My counselor talked to me this week about a bunch of things. Something she is worried about is my gift of avoiding. She said I use humor to cope with things, and that is very true. So I guess it’s not a bad thing until I make a joke to change the subject. I told her that a few of my friends have called me on it from time to time. She seemed happy with that. It’s funny, I don’t mean to do it, I didn’t even realize I was so effectively avoiding thing I find difficult, but apparently I am quite proficient at the sill. I’m supposed to work on it. I am also supposed to work on being honest with my husband. I have a tendency to hide my hurt, anger, and frustration from him. My Dr. thinks I am trying to protect him, and I know she’s right. I don’t want him to be upset so I keep things to myself, and he did tell me de only want’s to know about happy things, but I am also supposed to be honest. This is a tricky line, on one hand I want him happy but I wish to never have a panic attack again. Here is a good thing about that though. He said something that was hurtful the other day. I told him that what he said was mean and unacceptable. He got defensive, and I told him to settle down then pointed out that he said he wanted me to be more honest.
My math grade has me really wigged. I have Good grades in all my other classes so it’s frustrating to have a bad grade. I know it’s stupid but I think I need that little bit of normal to help even out all the really hard stuff. I have no doubt that makes zero sense.
You know that saying, when it rains it pours? I think I’m in the middle of that right now. I know things could be so much worse, but lately everything just feels so much harder then last month. It’s even been difficult to talk to my counselor and I like talking to her. I’m reading a book, well I’m reading a few books, but one in particular is about how to be a caregiver, it’s a handbook of sorts. Typing that last line just gave me an anxiety attack. How funny is that that typing some meaningless words can garner a physical reaction. My heart is still racing, I am finding that sad. So the book. It starts off telling how the caregiver will feel overwhelmed and powerless…no shit. My counselor liked that I am reading things to help me find answers. He forgot how he likes his potatoes. I’m not ready to be a caregiver. It scares me. He stopped taking his antidepressants that scares me too. Today he went to the doctor for a cold and they had him go for a chest ct, that scared me too. I was afraid he had phenomena.
I think that is about it. Oh, fun fact: When you ask me a question such as how are you. I tend to avoid or say fine. If you ask me a specific and direct question such as how far have you gotten with that crappy book? I am more apt to answer those and if they are yes no questions your odds are even better. That is just if I annoy you by avoiding too much.

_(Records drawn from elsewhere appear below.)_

//! Month grid generation.
//!
//! A grid is always 6 weeks of 7 days, Sunday first. It starts with the
//! trailing days of the previous month, then every day of the displayed month,
//! then leading days of the next month until 42 cells are filled. Month
//! lengths and leap years fall out of the date arithmetic.
//!
//! Months are supported from year [`MIN_YEAR`] to [`MAX_YEAR`]. Grids for
//! dates outside that range are built for the nearest supported month, and
//! navigation past either end yields `None`.

use chrono::{Datelike, Days, Local, Months, NaiveDate};
use serde::Serialize;

use crate::{format_date_key, DateKey};

/// Number of cells in a month grid (6 rows of 7 days)
pub const GRID_CELLS: usize = 42;

/// First year whose months can be displayed
pub const MIN_YEAR: i32 = 1;

/// Last year whose months can be displayed
pub const MAX_YEAR: i32 = 9999;

/// Header row matching the Sunday-first grid
pub const WEEKDAY_LABELS: [&str; 7] = ["Sun", "Mon", "Tue", "Wed", "Thu", "Fri", "Sat"];

/// One day slot of the rendered month grid
#[derive(Debug, Clone, PartialEq, Eq, Serialize)]
pub struct CalendarCell {
    pub date: NaiveDate,
    pub date_key: DateKey,
    /// False for padding days borrowed from the adjacent months
    pub is_current_month: bool,
    pub is_today: bool,
}

/// Builds the grid for the month containing `reference`, flagging today's
/// local date.
pub fn build_grid(reference: NaiveDate) -> Vec<CalendarCell> {
    build_grid_with_today(reference, Local::now().date_naive())
}

/// Builds the grid for the month containing `reference` with an explicit
/// `today`.
pub fn build_grid_with_today(reference: NaiveDate, today: NaiveDate) -> Vec<CalendarCell> {
    let today_key = format_date_key(&today);
    let first = first_of_month(clamp_to_supported(reference));
    let lead = first.weekday().num_days_from_sunday();
    // Supported months always have room for the padding on both sides
    let start = first - Days::new(u64::from(lead));

    start
        .iter_days()
        .take(GRID_CELLS)
        .map(|date| {
            let date_key = format_date_key(&date);
            CalendarCell {
                is_current_month: date.year() == first.year() && date.month() == first.month(),
                is_today: date_key == today_key,
                date,
                date_key,
            }
        })
        .collect()
}

/// Day 1 of the month containing `date`
pub fn first_of_month(date: NaiveDate) -> NaiveDate {
    date - Days::new(u64::from(date.day0()))
}

/// Whether the month containing `date` can be displayed
pub fn is_supported(date: NaiveDate) -> bool {
    (MIN_YEAR..=MAX_YEAR).contains(&date.year())
}

fn clamp_to_supported(date: NaiveDate) -> NaiveDate {
    let year = date.year().clamp(MIN_YEAR, MAX_YEAR);
    if year == date.year() {
        return date;
    }
    let month = if year == MIN_YEAR { 1 } else { 12 };
    NaiveDate::from_ymd_opt(year, month, 1).unwrap_or(date)
}

/// Day 1 of the month before the one containing `date`
pub fn previous_month(date: NaiveDate) -> Option<NaiveDate> {
    shift_months(date, -1)
}

/// Day 1 of the month after the one containing `date`
pub fn next_month(date: NaiveDate) -> Option<NaiveDate> {
    shift_months(date, 1)
}

/// Day 1 of the month `offset` months away, if that month is supported
pub fn shift_months(date: NaiveDate, offset: i32) -> Option<NaiveDate> {
    let first = first_of_month(date);
    let months = Months::new(offset.unsigned_abs());
    let target = if offset < 0 {
        first.checked_sub_months(months)
    } else {
        first.checked_add_months(months)
    }?;
    is_supported(target).then_some(target)
}

pub fn days_in_month(date: NaiveDate) -> u32 {
    let first = first_of_month(date);
    first
        .iter_days()
        .take_while(|d| d.month() == first.month())
        .count() as u32
}

/// Title for the month header, e.g. `February 2024`
pub fn month_name(date: NaiveDate) -> String {
    date.format("%B %Y").to_string()
}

Is it wrong to want a break from reality? I feel even more lost these days. It feels like my brain is going all over the place except where it really needs to be. I feel like I want to work on one thing at a time, yet i have about twenty that really need my attention now, and the thing the bugs me most are the stupid ones like my grades feel just as painful as the loss of my nephew. It should not be that way, I think my priorities are fucked.